Your task
Your task is to copy the lines of the data below from the line holding "fn skipped(&mut self, frame_index: usize, reason: SkipReason);" through the line holding "fn skipped(&mut self, _frame_index: usize, _reason: SkipReason)", inclusive, exactly and with nothing added.

Exercise materials

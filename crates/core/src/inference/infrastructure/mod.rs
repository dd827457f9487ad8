pub mod execution_provider;
pub mod onnx_graph;
pub mod ort_backend;
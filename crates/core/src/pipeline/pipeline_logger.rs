use std::collections::{BTreeMap, HashMap};
use std::time::{Duration, Instant};

use crate::shared::stage::Stage;

use super::frame_analysis::SkipReason;

/// Cross-cutting logger for gaze pipeline events.
///
/// Keeps the orchestration loop free of output concerns; the CLI reports
/// through stdout while tests use the null logger.
pub trait PipelineLogger: Send {
    /// Report frame-level progress. `total` is 0 when the source length is unknown.
    fn progress(&mut self, current: usize, total: usize);

    /// Record how long one stage's inference took for one frame.
    fn timing(&mut self, stage: Stage, duration: Duration);

    /// Record a frame that produced no gaze vector.
    fn skipped(&mut self, frame_index: usize, reason: SkipReason);

    /// Log a human-readable status message.
    fn info(&mut self, message: &str);

    /// Emit an end-of-session summary. Default: no-op.
    fn summary(&self) {}
}

/// Silent logger that discards all events.
pub struct NullPipelineLogger;

impl PipelineLogger for NullPipelineLogger {
    fn progress(&mut self, _current: usize, _total: usize) {}
    fn timing(&mut self, _stage: Stage, _duration: Duration) {}
    fn skipped(&mut self, _frame_index: usize, _reason: SkipReason) {}
    fn info(&mut self, _message: &str) {}
}

/// CLI-oriented logger that tracks per-stage timing and skip counts and
/// prints a summary report when the session ends.
///
/// Progress output is throttled to every `throttle_frames` frames.
pub struct StdoutPipelineLogger {
    throttle_frames: usize,
    timings: HashMap<Stage, Vec<f64>>,
    skips: BTreeMap<SkipReason, usize>,
    start_time: Instant,
    frames_seen: usize,
    total_frames: usize,
    messages: Vec<String>,
}

impl StdoutPipelineLogger {
    pub fn new(throttle_frames: usize) -> Self {
        Self {
            throttle_frames: throttle_frames.max(1),
            timings: HashMap::new(),
            skips: BTreeMap::new(),
            start_time: Instant::now(),
            frames_seen: 0,
            total_frames: 0,
            messages: Vec::new(),
        }
    }

    /// Returns the formatted summary string, or `None` if nothing was processed.
    pub fn summary_string(&self) -> Option<String> {
        if self.frames_seen == 0 && self.timings.is_empty() {
            return None;
        }

        let elapsed_ms = self.start_time.elapsed().as_secs_f64() * 1000.0;
        let frames = self.frames_seen;
        let skipped: usize = self.skips.values().sum();
        let mut lines = Vec::new();

        lines.push(format!(
            "Gaze summary ({frames} frames, {} tracked, {skipped} skipped, {:.1}s total):",
            frames.saturating_sub(skipped),
            elapsed_ms / 1000.0
        ));

        let mut inference_ms = 0.0;
        for stage in Stage::ALL {
            let Some(durations) = self.timings.get(&stage) else {
                continue;
            };
            let total_ms: f64 = durations.iter().sum();
            inference_ms += total_ms;
            let avg_ms = if durations.is_empty() {
                0.0
            } else {
                total_ms / durations.len() as f64
            };
            let pct = if elapsed_ms > 0.0 {
                total_ms / elapsed_ms * 100.0
            } else {
                0.0
            };
            lines.push(format!(
                "  {:12}: avg {avg_ms:6.1}ms  total {total_ms:7.0}ms  ({pct:4.1}%)",
                stage.name()
            ));
        }
        if !self.timings.is_empty() {
            lines.push(format!("  Inference total: {inference_ms:.0}ms"));
        }

        for (reason, count) in &self.skips {
            lines.push(format!("  Skipped ({reason}): {count}"));
        }

        if frames > 0 && elapsed_ms > 0.0 {
            let fps = frames as f64 / (elapsed_ms / 1000.0);
            lines.push(format!("  Throughput: {fps:.1} fps"));
        }

        Some(lines.join("\n"))
    }

    /// Returns the per-frame timings (ms) recorded for a stage.
    pub fn timings_for(&self, stage: Stage) -> Option<&[f64]> {
        self.timings.get(&stage).map(|v| v.as_slice())
    }

    pub fn skips_for(&self, reason: SkipReason) -> usize {
        self.skips.get(&reason).copied().unwrap_or(0)
    }
}

impl Default for StdoutPipelineLogger {
    fn default() -> Self {
        Self::new(10)
    }
}

impl PipelineLogger for StdoutPipelineLogger {
    fn progress(&mut self, current: usize, total: usize) {
        self.frames_seen = current;
        self.total_frames = total;
        if current % self.throttle_frames != 0 && current != total {
            return;
        }
        if total > 0 {
            let pct = current as f64 / total as f64 * 100.0;
            log::info!("Processing: {current}/{total} frames ({pct:.1}%)");
        } else {
            log::info!("Processing: {current} frames");
        }
    }

    fn timing(&mut self, stage: Stage, duration: Duration) {
        self.timings
            .entry(stage)
            .or_default()
            .push(duration.as_secs_f64() * 1000.0);
    }

    fn skipped(&mut self, frame_index: usize, reason: SkipReason) {
        *self.skips.entry(reason).or_default() += 1;
        log::debug!("Frame {frame_index} skipped: {reason}");
    }

    fn info(&mut self, message: &str) {
        self.messages.push(message.to_string());
        log::info!("{message}");
    }

    fn summary(&self) {
        if let Some(text) = self.summary_string() {
            log::info!("\n\n{text}");
        }
    }
}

Your response
    fn skipped(&mut self, frame_index: usize, reason: SkipReason);

    /// Log a human-readable status message.
    fn info(&mut self, message: &str);

    /// Emit an end-of-session summary. Default: no-op.
    fn summary(&self) {}
}

/// Silent logger that discards all events.
pub struct NullPipelineLogger;

impl PipelineLogger for NullPipelineLogger {
    fn progress(&mut self, _current: usize, _total: usize) {}
    fn timing(&mut self, _stage: Stage, _duration: Duration) {}
    fn skipped(&mut self, _frame_index: usize, _reason: SkipReason) {}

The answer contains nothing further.